Shaw tersenyum kecil melihat burung-burung merpati memakan biji jagung yang ia sebar dengan lahap, sekawanan burung itu mengelilingi kakinya dan seakan terus meminta Shaw untuk menabur lebih banyak biji jagung lagi.

"Menyenangkan sekali."

Pemuda itu terkejut, kepalanya menoleh dan mendapati perempuan dengan seragam akademik formal menyapanya.

"Kamu sudah bersiap, Putri?"

"Tentu. Hari ini kelas akademikku mengadakan penilaian akhir periode, jadi aku harus datang pagi."

"Begitu rupanya."

"Kamu sendiri, kenapa bangun sepagi ini?" Wendy balik bertanya.

Tak menjawab, Shaw masih memandangi Wendy yang begitu ceria pagi ini.

Entah mengapa, mungkin perempuan itu sudah sangat siap menghadapi penilaian akhir yang ia bicarakan tadi. Rambut legam yang diikat satu ke belakang, anting emas yang menghiasi daun telinganya lengkap dengan riasan sederhana yang memoles wajahnya. Teramat manis dan memikat hati.

"Kebetulan aku bangun lebih awal. Jadi sebelum membantu para juru masak dan dua temanku di dapur, aku pergi memberi makan burung." Shaw menjawab pada akhirnya.

Wendy manggut-manggut kemudian sebelah tangannya terulur. "Berikan aku sedikit biji jagungnya, aku juga mau memberi mereka makan."

Shaw terkekeh lalu menuruti permintaan sang putri, membagi sedikit biji jagung yang lantas segera ditebar oleh Wendy pada sekawanan merpati di bawah kakinya. Suasana kian terasa hangat pagi ini oleh tawa riang Shaw dan Wendy, perbincangan ringan yang terjalin amat membuat mereka berbaur satu sama lain.

Tetapi ketika tengah asyik mengobrol, mendadak seekor burung merpati menepi di atas telapak tangan Wendy yang terbuka dan mematuk-matukinya.
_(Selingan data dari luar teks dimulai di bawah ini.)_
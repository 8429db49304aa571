//! OneNote notebook, section and page operations

use serde::Deserialize;

use super::{GRAPH_ENDPOINT, bearer_token, expect_success};
use crate::auth::Authenticator;
use crate::error::{LifelogError, Result};

/// A OneNote notebook
#[derive(Debug, Clone, Deserialize)]
pub struct Notebook {
    /// Notebook id
    pub id: String,
    /// Display name
    #[serde(rename = "displayName")]
    pub display_name: String,
}

/// A section within a notebook
#[derive(Debug, Clone, Deserialize)]
pub struct Section {
    /// Section id
    pub id: String,
    /// Display name
    #[serde(rename = "displayName")]
    pub display_name: String,
}

/// A OneNote page
#[derive(Debug, Clone, Deserialize)]
pub struct Page {
    /// Page id
    pub id: String,
    /// Page title
    #[serde(default)]
    pub title: Option<String>,
    /// Links to open the page
    #[serde(default)]
    pub links: Option<PageLinks>,
}

/// Links attached to a page
#[derive(Debug, Clone, Deserialize)]
pub struct PageLinks {
    /// Web URL of the page
    #[serde(rename = "oneNoteWebUrl")]
    pub one_note_web_url: Option<ExternalLink>,
}

/// An href wrapper as Graph returns it
#[derive(Debug, Clone, Deserialize)]
pub struct ExternalLink {
    /// The link target
    pub href: String,
}

#[derive(Debug, Deserialize)]
struct ListEnvelope<T> {
    #[serde(default = "Vec::new")]
    value: Vec<T>,
}

/// Parameters for creating a page.
///
/// Section resolution: an explicit `section_id` wins; otherwise the first
/// section of the explicit (or first available) notebook is used.
#[derive(Debug, Clone, Default)]
pub struct NewPage {
    /// Page title
    pub title: String,
    /// Plain-text body; rendered to XHTML with newlines preserved
    pub content: String,
    /// Target notebook (ignored when `section_id` is set)
    pub notebook_id: Option<String>,
    /// Target section
    pub section_id: Option<String>,
}

/// OneNote API client
pub struct OneNoteClient<'a> {
    auth: &'a Authenticator,
    http: reqwest::Client,
    base_url: String,
}

impl<'a> OneNoteClient<'a> {
    /// Create a client against the production Graph endpoint
    #[must_use]
    pub fn new(auth: &'a Authenticator) -> Self {
        Self::with_base_url(auth, GRAPH_ENDPOINT)
    }

    /// Create a client against a custom base URL
    #[must_use]
    pub fn with_base_url(auth: &'a Authenticator, base_url: impl Into<String>) -> Self {
        Self {
            auth,
            http: reqwest::Client::new(),
            base_url: base_url.into(),
        }
    }

    /// List all notebooks
    ///
    /// # Errors
    ///
    /// Fails with `NotAuthenticated` when no token is available, or an API
    /// error when Graph rejects the request.
    pub async fn list_notebooks(&self) -> Result<Vec<Notebook>> {
        let token = bearer_token(self.auth).await?;
        let response = self
            .http
            .get(format!("{}/me/onenote/notebooks", self.base_url))
            .bearer_auth(&token)
            .send()
            .await?;
        let envelope: ListEnvelope<Notebook> = expect_success(response).await?.json().await?;
        Ok(envelope.value)
    }

    /// List the sections of a notebook
    ///
    /// # Errors
    ///
    /// Same failure modes as [`list_notebooks`](Self::list_notebooks).
    pub async fn list_sections(&self, notebook_id: &str) -> Result<Vec<Section>> {
        let token = bearer_token(self.auth).await?;
        let response = self
            .http
            .get(format!(
                "{}/me/onenote/notebooks/{notebook_id}/sections",
                self.base_url
            ))
            .bearer_auth(&token)
            .send()
            .await?;
        let envelope: ListEnvelope<Section> = expect_success(response).await?.json().await?;
        Ok(envelope.value)
    }

    /// Fetch a single page by id
    ///
    /// # Errors
    ///
    /// Same failure modes as [`list_notebooks`](Self::list_notebooks).
    pub async fn get_page(&self, page_id: &str) -> Result<Page> {
        let token = bearer_token(self.auth).await?;
        let response = self
            .http
            .get(format!("{}/me/onenote/pages/{page_id}", self.base_url))
            .bearer_auth(&token)
            .send()
            .await?;
        Ok(expect_success(response).await?.json().await?)
    }

    /// Create a page from plain text.
    ///
    /// # Errors
    ///
    /// Fails with `NotFound` when no notebook or section can be resolved, and
    /// with the usual auth/API errors otherwise.
    pub async fn create_page(&self, page: &NewPage) -> Result<Page> {
        let token = bearer_token(self.auth).await?;

        let section_id = match &page.section_id {
            Some(id) => id.clone(),
            None => self.resolve_section(page.notebook_id.as_deref()).await?,
        };

        let html = render_page_html(&page.title, &page.content);
        let response = self
            .http
            .post(format!(
                "{}/me/onenote/sections/{section_id}/pages",
                self.base_url
            ))
            .bearer_auth(&token)
            .header("Content-Type", "application/xhtml+xml")
            .body(html)
            .send()
            .await?;
        Ok(expect_success(response).await?.json().await?)
    }

    async fn resolve_section(&self, notebook_id: Option<&str>) -> Result<String> {
        let notebook_id = match notebook_id {
            Some(id) => id.to_string(),
            None => {
                self.list_notebooks()
                    .await?
                    .into_iter()
                    .next()
                    .ok_or_else(|| {
                        LifelogError::not_found(
                            "no notebooks available; create one in OneNote first",
                        )
                    })?
                    .id
            }
        };

        let section = self
            .list_sections(&notebook_id)
            .await?
            .into_iter()
            .next()
            .ok_or_else(|| {
                LifelogError::not_found(format!("notebook {notebook_id} has no sections"))
            })?;
        Ok(section.id)
    }
}

/// Render the page XHTML Graph expects for page creation
fn render_page_html(title: &str, content: &str) -> String {
    let created = chrono::Utc::now().to_rfc3339_opts(chrono::SecondsFormat::Secs, true);
    let title = escape_html(title);
    format!(
        "<!DOCTYPE html>\n<html>\n<head>\n<title>{title}</title>\n\
         <meta name=\"created\" content=\"{created}\" />\n</head>\n<body>\n\
         <h1>{title}</h1>\n<div>{}</div>\n</body>\n</html>\n",
        text_to_html(content)
    )
}

/// Escape HTML special characters and keep line breaks
fn text_to_html(text: &str) -> String {
    escape_html(text).replace('\n', "<br/>")
}

fn escape_html(text: &str) -> String {
    text.replace('&', "&amp;")
        .replace('<', "&lt;")
        .replace('>', "&gt;")
        .replace('"', "&quot;")
}

#[cfg(test)]
mod tests {
    use super::*;

    #[test]
    fn test_escape_html() {
        assert_eq!(escape_html("a & b"), "a &amp; b");
        assert_eq!(escape_html("<tag>"), "&lt;tag&gt;");
        assert_eq!(escape_html("say \"hi\""), "say &quot;hi&quot;");
        assert_eq!(escape_html("plain"), "plain");
    }

    #[test]
    fn test_text_to_html_keeps_line_breaks() {
        assert_eq!(text_to_html("one\ntwo"), "one<br/>two");
        assert_eq!(text_to_html("a < b\nc"), "a &lt; b<br/>c");
    }

    #[test]
    fn test_render_page_html_escapes_title_and_body() {
        let html = render_page_html("Q & A", "1 < 2\ndone");

        assert!(html.contains("<title>Q &amp; A</title>"));
        assert!(html.contains("<h1>Q &amp; A</h1>"));
        assert!(html.contains("<div>1 &lt; 2<br/>done</div>"));
        assert!(html.contains("<meta name=\"created\""));
    }

    #[test]
    fn test_list_envelope_tolerates_missing_value() {
        let envelope: ListEnvelope<Notebook> = serde_json::from_str("{}").unwrap();
        assert!(envelope.value.is_empty());
    }
}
Perempuan itu segera menjerit karena terkejut dan ketakutan dalam satu waktu.

Melihat itu, Shaw cekatan menarik Wendy ke dalam dekapannya. Mengusir burung itu dari lengan si perempuan sekaligus membubarkan sekawanan burung-burung lainnya yang sedang tenang memakan biji jagung di tanah.
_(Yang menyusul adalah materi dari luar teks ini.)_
//! Change documents stay well-formed across the serialization boundary.

use driftwatch_model::{
    Action, AttributeDiff, ChangeDocument, Cloud, Environment, ModelError, ResourceChange,
    TargetKey,
};
use serde_json::json;

fn prod_doc(changes: serde_json::Value) -> serde_json::Value {
    json!({
        "cloud": "aws",
        "environment": "prod",
        "generated_at": "2026-01-01T00:00:00Z",
        "changes": changes,
    })
}

#[test]
fn stored_documents_reject_duplicate_addresses() {
    let raw = prod_doc(json!([
        {"address": "aws_vpc.main", "resource_type": "aws_vpc", "action": "update"},
        {"address": "aws_vpc.main", "resource_type": "aws_vpc", "action": "delete"},
    ]));
    let err = serde_json::from_value::<ChangeDocument>(raw).unwrap_err();
    assert!(err.to_string().contains("duplicate resource address"));
}

#[test]
fn stored_replace_without_forcing_diff_is_rejected() {
    let raw = prod_doc(json!([{
        "address": "aws_instance.web",
        "resource_type": "aws_instance",
        "action": "replace",
        "attribute_diffs": [{"path": "ami", "old_value": "a", "new_value": "b"}],
    }]));
    assert!(serde_json::from_value::<ChangeDocument>(raw).is_err());
}

#[test]
fn document_json_keeps_address_order_and_digest() {
    let web = ResourceChange::new(
        "aws_instance.web",
        "aws_instance",
        Action::Replace,
        vec![AttributeDiff::new("ami", json!("ami-1"), json!("ami-2")).forcing_replacement()],
    )
    .unwrap();
    let bucket = ResourceChange::no_op("aws_s3_bucket.logs", "aws_s3_bucket").unwrap();
    let doc = ChangeDocument::new(
        Cloud::Aws,
        Environment::new("prod").unwrap(),
        "2026-01-01T00:00:00Z".parse().unwrap(),
        vec![web, bucket],
    )
    .unwrap();

    let value = serde_json::to_value(&doc).unwrap();
    let addresses: Vec<_> = value["changes"]
        .as_array()
        .unwrap()
        .iter()
        .map(|c| c["address"].as_str().unwrap().to_string())
        .collect();
    assert_eq!(addresses, ["aws_instance.web", "aws_s3_bucket.logs"]);

    let back: ChangeDocument = serde_json::from_value(value).unwrap();
    assert_eq!(back.digest().unwrap(), doc.digest().unwrap());
    assert_eq!(back.drifted().count(), 1);
}

#[test]
fn target_keys_normalize_cloud_names() {
    let key = TargetKey::parse(" GCP ", "staging").unwrap();
    assert_eq!(key.to_string(), "gcp/staging");
    assert_eq!(
        TargetKey::parse("azure", "prod").unwrap().cloud,
        Cloud::Other("azure".to_string())
    );
    assert!(matches!(
        TargetKey::parse("aws", "team/prod"),
        Err(ModelError::Invalid { kind: "environment", .. })
    ));
}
Wendy menutup seluruh matanya, masih terkejut atas tindakan burung merpati itu. Tetapi sedetik kemudian ia mulai merasa tenang sebab merasa semilir angin pagi tak menerpanya lagi, namun yang ia rasakan kini hanya hangat dari suhu tubuh Shaw.

Sekali lagi, insting Shaw bergerak untuk siaga melindungi Wendy.

"Kamu tidak apa-apa, Putri?"

Kepala Wendy terpatah-patah mengangguk. "A-aku hanya terkejut," cicitnya masih dalam kungkungan Shaw.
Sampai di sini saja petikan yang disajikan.